§ About this task
In the records below, work out how many lines hold the word "Counts". Report the number alone.

[[ Data to process open ]]

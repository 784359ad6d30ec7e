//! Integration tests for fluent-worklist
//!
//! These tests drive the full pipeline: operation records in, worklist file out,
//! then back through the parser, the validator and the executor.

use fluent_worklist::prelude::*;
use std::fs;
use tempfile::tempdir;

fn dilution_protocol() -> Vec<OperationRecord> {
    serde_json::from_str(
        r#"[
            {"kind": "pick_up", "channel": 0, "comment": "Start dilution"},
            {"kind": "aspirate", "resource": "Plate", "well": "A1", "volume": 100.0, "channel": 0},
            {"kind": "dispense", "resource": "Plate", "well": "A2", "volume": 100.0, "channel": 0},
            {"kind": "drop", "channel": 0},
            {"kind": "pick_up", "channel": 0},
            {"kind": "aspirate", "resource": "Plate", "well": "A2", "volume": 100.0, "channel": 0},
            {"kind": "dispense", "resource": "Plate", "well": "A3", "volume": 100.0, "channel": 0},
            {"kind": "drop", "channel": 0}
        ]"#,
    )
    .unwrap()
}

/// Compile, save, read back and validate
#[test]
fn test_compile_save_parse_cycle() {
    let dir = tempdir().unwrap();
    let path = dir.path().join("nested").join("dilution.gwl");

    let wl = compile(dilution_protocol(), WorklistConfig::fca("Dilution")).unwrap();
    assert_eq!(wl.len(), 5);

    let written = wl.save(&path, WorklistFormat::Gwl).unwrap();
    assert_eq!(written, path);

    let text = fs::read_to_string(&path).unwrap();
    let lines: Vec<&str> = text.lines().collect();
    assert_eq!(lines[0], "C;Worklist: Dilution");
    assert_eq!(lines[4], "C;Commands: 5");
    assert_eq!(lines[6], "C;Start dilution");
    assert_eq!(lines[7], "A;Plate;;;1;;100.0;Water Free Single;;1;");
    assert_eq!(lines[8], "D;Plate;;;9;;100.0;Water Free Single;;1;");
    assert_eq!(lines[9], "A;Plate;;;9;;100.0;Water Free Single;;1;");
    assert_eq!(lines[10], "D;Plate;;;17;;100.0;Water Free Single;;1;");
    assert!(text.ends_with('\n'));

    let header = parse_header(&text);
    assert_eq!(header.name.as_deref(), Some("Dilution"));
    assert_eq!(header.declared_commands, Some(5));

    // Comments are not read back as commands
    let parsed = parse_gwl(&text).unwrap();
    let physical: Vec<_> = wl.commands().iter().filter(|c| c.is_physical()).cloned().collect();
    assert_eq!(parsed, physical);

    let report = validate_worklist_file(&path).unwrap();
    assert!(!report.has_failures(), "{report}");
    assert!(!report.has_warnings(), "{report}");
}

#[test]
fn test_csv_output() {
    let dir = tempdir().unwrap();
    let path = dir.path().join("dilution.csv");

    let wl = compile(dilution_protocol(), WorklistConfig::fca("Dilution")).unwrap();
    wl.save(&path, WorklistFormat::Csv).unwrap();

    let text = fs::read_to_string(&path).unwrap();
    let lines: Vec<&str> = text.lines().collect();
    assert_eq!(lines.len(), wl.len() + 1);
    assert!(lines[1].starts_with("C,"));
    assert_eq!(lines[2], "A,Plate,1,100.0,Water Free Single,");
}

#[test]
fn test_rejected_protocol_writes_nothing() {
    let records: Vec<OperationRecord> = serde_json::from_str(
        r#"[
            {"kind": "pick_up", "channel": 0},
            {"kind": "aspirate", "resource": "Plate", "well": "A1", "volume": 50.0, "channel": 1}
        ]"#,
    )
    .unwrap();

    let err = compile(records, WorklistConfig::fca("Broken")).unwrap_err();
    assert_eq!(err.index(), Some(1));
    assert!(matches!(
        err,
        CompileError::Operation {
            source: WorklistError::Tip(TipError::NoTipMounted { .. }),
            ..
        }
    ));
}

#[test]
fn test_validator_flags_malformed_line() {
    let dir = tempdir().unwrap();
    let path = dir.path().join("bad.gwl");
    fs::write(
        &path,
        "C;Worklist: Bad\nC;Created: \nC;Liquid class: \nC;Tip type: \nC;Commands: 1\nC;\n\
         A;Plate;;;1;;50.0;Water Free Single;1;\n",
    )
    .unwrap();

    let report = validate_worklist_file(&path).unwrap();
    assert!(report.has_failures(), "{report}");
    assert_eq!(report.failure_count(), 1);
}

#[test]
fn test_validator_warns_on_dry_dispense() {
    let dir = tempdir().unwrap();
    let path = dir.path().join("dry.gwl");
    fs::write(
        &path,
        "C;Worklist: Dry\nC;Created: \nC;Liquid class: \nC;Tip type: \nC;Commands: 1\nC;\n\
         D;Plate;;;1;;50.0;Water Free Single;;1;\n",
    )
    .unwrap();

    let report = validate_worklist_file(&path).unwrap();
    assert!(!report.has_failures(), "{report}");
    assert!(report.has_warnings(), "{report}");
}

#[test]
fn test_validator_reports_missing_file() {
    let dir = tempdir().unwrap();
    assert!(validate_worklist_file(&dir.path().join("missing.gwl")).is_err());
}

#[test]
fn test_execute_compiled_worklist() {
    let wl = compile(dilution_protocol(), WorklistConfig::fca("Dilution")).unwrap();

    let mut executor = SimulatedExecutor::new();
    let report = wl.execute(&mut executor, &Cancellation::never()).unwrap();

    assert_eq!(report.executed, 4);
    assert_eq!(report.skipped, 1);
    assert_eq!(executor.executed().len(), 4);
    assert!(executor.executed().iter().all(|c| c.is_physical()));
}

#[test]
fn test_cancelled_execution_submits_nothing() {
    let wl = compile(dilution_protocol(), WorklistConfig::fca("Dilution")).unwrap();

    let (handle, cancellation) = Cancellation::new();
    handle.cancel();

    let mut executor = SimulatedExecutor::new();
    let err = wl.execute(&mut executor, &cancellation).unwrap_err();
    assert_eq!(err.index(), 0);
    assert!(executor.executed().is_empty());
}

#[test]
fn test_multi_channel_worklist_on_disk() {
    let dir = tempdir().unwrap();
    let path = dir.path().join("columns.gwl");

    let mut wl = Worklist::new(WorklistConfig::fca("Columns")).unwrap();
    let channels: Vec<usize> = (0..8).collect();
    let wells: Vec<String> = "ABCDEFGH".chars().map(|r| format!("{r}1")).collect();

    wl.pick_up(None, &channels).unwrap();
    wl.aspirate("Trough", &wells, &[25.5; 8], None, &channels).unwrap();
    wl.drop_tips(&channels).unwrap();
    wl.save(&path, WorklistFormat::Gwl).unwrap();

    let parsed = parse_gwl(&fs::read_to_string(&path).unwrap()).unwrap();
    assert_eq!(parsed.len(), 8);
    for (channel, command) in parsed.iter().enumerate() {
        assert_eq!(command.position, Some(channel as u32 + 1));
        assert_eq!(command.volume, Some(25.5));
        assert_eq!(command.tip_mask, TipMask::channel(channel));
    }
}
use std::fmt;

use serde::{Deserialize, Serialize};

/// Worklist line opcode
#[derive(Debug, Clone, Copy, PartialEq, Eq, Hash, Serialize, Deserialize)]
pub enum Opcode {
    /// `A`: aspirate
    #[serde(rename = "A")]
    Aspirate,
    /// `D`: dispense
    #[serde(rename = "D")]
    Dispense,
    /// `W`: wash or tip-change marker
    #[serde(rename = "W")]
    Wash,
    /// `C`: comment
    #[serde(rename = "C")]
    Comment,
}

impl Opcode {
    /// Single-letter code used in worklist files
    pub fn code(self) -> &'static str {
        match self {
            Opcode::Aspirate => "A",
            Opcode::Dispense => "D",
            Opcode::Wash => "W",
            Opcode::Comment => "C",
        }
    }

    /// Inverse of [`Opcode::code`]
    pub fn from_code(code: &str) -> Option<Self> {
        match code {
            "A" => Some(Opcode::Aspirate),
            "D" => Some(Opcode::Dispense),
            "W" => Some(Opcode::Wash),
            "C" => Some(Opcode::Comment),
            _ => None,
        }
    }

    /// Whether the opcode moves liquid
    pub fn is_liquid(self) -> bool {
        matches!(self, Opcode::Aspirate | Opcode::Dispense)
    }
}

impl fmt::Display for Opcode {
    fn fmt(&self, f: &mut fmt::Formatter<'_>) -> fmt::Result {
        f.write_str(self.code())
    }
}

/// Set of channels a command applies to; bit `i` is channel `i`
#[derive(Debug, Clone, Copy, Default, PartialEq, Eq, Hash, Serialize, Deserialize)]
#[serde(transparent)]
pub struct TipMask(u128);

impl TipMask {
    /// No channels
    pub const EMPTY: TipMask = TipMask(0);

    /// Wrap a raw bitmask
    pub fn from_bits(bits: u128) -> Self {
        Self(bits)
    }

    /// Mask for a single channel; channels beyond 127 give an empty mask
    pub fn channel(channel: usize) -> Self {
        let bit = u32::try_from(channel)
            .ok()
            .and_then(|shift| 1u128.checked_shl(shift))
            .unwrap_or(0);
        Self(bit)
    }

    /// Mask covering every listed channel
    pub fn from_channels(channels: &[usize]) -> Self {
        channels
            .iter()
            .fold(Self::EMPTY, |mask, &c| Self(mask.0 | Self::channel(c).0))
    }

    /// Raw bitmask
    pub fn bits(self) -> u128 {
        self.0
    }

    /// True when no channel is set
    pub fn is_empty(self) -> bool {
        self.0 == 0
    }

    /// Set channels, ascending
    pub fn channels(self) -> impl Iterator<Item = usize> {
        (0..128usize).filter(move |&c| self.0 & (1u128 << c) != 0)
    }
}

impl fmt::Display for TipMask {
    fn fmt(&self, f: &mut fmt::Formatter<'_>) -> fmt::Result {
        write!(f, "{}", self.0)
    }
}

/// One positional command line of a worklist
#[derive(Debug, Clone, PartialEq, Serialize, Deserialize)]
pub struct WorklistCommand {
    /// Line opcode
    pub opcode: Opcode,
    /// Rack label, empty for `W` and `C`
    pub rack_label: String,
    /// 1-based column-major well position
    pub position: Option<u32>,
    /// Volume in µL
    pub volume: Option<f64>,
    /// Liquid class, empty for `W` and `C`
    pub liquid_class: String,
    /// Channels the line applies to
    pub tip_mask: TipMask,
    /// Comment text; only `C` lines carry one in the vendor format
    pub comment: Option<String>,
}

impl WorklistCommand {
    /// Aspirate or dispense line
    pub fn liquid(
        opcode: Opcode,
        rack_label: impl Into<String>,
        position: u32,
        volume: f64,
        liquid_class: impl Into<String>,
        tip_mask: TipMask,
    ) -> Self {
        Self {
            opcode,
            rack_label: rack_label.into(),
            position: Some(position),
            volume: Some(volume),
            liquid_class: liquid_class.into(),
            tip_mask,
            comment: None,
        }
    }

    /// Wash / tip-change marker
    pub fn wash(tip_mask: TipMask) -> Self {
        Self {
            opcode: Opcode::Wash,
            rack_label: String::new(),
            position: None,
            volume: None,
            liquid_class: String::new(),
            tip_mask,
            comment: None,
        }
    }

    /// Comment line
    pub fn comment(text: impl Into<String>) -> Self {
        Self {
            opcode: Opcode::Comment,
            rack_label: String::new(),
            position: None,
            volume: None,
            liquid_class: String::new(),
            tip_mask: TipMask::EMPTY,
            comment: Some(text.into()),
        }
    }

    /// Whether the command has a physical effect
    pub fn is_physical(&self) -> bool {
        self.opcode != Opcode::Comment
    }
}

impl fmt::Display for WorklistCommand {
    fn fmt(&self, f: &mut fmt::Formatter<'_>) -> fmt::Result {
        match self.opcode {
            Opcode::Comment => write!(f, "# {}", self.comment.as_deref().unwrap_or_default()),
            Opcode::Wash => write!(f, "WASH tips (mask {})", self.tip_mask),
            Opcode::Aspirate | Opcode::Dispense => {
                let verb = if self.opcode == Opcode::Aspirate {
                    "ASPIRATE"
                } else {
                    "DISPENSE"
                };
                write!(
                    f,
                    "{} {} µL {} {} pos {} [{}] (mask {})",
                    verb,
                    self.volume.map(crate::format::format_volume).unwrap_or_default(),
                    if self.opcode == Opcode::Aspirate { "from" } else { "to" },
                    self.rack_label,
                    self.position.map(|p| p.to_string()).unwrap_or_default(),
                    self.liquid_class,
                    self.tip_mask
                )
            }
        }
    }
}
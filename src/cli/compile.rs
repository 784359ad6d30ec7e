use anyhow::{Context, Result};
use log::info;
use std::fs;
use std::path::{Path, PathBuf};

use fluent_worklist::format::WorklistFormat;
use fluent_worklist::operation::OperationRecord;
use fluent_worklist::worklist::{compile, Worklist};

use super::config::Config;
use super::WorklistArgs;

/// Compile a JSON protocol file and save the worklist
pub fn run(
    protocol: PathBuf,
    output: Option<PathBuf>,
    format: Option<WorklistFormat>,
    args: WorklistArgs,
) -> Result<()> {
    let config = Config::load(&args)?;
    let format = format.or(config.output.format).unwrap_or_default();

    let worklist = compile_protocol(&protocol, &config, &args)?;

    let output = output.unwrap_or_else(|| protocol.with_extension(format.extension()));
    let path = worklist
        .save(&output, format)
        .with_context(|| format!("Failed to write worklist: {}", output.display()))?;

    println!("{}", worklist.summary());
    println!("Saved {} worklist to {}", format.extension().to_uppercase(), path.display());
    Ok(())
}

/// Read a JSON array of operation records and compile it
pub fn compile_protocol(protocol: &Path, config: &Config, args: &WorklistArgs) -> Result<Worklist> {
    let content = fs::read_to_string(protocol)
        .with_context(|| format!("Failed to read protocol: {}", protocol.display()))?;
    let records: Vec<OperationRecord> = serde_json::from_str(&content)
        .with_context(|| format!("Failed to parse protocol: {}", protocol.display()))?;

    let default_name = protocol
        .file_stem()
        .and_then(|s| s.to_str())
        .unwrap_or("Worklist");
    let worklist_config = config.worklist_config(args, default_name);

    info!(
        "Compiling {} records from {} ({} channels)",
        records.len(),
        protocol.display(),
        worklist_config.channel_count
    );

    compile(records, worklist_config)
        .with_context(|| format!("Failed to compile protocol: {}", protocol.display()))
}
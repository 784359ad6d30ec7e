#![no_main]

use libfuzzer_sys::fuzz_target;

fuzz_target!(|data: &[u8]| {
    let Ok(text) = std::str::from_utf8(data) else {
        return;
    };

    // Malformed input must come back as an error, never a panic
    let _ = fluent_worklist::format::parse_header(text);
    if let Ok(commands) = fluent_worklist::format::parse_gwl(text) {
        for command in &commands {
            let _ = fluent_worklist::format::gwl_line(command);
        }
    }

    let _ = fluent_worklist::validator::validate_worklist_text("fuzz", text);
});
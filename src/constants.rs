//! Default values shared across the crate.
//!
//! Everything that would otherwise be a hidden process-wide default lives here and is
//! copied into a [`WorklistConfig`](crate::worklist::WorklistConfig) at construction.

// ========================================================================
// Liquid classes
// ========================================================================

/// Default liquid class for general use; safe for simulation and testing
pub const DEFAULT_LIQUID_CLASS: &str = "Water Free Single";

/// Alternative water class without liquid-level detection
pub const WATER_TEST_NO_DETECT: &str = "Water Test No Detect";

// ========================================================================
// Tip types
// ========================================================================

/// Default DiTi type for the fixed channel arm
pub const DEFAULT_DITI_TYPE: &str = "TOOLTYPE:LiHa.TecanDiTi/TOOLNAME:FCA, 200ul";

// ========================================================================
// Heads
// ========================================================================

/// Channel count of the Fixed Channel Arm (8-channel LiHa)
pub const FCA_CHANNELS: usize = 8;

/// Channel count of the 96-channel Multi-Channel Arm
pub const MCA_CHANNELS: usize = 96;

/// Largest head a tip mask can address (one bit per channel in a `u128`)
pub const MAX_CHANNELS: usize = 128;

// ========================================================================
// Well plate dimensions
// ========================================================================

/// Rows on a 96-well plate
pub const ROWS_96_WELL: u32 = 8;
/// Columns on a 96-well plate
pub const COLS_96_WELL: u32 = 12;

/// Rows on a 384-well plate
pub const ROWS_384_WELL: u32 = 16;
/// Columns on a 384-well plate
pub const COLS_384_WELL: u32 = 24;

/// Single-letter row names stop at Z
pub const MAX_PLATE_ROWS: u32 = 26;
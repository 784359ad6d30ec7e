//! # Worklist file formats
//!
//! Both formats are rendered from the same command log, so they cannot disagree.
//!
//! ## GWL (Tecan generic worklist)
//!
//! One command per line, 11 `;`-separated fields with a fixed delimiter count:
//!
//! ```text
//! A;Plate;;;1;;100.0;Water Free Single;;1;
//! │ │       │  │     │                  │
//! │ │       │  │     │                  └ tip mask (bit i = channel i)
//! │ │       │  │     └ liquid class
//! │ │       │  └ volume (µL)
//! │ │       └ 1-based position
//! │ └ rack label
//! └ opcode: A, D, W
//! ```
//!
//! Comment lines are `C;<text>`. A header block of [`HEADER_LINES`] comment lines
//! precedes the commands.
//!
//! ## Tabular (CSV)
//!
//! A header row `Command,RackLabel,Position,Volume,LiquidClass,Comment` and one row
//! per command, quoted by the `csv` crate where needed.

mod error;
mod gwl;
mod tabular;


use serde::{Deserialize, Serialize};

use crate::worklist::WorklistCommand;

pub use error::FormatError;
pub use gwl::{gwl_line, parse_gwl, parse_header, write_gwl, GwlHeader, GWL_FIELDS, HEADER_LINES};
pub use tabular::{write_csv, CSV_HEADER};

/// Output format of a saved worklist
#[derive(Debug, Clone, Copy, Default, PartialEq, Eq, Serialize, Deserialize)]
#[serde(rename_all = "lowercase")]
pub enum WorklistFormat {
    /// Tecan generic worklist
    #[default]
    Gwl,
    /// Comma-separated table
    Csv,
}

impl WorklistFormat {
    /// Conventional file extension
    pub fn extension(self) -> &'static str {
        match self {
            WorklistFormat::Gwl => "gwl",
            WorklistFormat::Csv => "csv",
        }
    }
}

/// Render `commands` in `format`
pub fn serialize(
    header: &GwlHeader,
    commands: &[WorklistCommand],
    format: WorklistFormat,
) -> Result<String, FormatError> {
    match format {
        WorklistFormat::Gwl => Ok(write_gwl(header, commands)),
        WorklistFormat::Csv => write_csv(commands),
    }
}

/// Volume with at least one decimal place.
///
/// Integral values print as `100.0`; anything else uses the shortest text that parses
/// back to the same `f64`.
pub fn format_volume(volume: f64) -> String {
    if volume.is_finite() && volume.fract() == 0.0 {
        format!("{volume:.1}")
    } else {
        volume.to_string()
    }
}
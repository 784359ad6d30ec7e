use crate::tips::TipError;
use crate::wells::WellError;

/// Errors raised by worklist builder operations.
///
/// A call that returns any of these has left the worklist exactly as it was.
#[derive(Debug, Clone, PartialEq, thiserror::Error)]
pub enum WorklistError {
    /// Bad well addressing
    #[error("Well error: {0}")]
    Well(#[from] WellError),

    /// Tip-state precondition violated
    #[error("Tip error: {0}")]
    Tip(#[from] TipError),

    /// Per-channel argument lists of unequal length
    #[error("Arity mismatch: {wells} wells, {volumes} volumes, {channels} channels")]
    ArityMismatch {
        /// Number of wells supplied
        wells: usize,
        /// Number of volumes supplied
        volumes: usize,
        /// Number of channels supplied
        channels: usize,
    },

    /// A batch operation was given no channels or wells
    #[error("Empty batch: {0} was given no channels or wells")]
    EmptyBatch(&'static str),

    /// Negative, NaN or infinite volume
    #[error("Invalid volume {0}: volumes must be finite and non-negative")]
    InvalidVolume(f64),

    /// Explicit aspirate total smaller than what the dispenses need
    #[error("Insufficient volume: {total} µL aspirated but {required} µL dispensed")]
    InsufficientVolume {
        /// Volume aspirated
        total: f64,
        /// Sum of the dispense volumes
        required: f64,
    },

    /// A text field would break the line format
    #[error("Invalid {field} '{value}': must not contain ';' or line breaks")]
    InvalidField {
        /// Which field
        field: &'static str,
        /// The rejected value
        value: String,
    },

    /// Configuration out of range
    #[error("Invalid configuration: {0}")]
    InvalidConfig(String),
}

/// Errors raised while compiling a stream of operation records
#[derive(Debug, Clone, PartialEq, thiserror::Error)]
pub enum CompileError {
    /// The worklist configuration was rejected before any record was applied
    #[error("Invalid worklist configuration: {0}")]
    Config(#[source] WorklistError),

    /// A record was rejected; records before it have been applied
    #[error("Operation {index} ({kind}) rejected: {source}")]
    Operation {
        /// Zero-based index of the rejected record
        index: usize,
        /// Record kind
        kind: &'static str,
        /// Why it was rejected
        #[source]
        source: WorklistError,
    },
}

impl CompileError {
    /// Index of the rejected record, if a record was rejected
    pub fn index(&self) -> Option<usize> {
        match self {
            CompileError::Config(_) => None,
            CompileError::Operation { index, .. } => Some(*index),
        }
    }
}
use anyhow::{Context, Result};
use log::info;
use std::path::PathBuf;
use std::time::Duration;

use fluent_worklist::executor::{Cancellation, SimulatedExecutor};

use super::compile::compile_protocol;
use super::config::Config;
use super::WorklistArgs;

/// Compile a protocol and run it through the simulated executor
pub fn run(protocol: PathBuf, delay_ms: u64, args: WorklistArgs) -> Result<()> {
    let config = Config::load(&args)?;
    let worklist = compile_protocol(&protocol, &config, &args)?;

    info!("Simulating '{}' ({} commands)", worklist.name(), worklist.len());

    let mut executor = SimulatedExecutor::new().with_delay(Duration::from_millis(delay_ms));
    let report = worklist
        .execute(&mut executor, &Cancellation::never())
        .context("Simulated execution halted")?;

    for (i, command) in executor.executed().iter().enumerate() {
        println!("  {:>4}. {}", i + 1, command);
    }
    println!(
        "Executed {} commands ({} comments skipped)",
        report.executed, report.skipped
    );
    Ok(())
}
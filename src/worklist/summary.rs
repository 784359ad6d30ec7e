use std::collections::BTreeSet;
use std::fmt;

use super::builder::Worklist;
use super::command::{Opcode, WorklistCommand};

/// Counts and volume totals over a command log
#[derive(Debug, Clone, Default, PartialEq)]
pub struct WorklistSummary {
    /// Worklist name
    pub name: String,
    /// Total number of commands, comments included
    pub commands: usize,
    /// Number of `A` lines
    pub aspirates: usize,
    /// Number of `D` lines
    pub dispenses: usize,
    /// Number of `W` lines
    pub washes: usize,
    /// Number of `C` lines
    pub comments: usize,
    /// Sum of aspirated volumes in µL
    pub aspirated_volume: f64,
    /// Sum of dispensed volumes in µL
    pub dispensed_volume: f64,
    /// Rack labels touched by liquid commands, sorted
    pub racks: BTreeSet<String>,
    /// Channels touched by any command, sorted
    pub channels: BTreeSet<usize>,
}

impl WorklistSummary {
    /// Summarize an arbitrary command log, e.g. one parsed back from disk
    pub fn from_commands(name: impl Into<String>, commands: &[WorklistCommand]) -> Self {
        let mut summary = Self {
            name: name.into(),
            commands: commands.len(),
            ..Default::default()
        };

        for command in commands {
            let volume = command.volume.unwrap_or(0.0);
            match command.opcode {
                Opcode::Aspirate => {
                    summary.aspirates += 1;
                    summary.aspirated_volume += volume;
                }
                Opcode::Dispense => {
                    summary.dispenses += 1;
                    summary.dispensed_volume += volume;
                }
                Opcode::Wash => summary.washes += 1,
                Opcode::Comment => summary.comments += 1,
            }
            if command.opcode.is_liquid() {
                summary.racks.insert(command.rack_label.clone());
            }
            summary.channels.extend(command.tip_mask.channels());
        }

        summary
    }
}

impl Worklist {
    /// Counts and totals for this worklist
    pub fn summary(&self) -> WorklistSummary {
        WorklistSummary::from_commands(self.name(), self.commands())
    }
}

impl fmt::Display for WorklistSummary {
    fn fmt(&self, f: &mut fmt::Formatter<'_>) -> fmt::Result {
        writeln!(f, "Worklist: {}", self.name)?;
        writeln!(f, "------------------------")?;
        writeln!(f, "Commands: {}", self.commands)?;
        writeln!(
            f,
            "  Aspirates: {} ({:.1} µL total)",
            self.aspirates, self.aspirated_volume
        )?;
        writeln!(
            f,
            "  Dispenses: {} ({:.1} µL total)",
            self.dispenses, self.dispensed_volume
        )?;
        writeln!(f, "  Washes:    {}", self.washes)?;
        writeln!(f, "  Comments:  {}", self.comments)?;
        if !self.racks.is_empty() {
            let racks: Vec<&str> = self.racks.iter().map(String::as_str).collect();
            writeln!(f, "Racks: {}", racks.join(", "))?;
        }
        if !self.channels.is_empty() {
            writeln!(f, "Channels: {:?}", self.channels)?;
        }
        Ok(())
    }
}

[[ Data to process closed ]]

§ Response below
2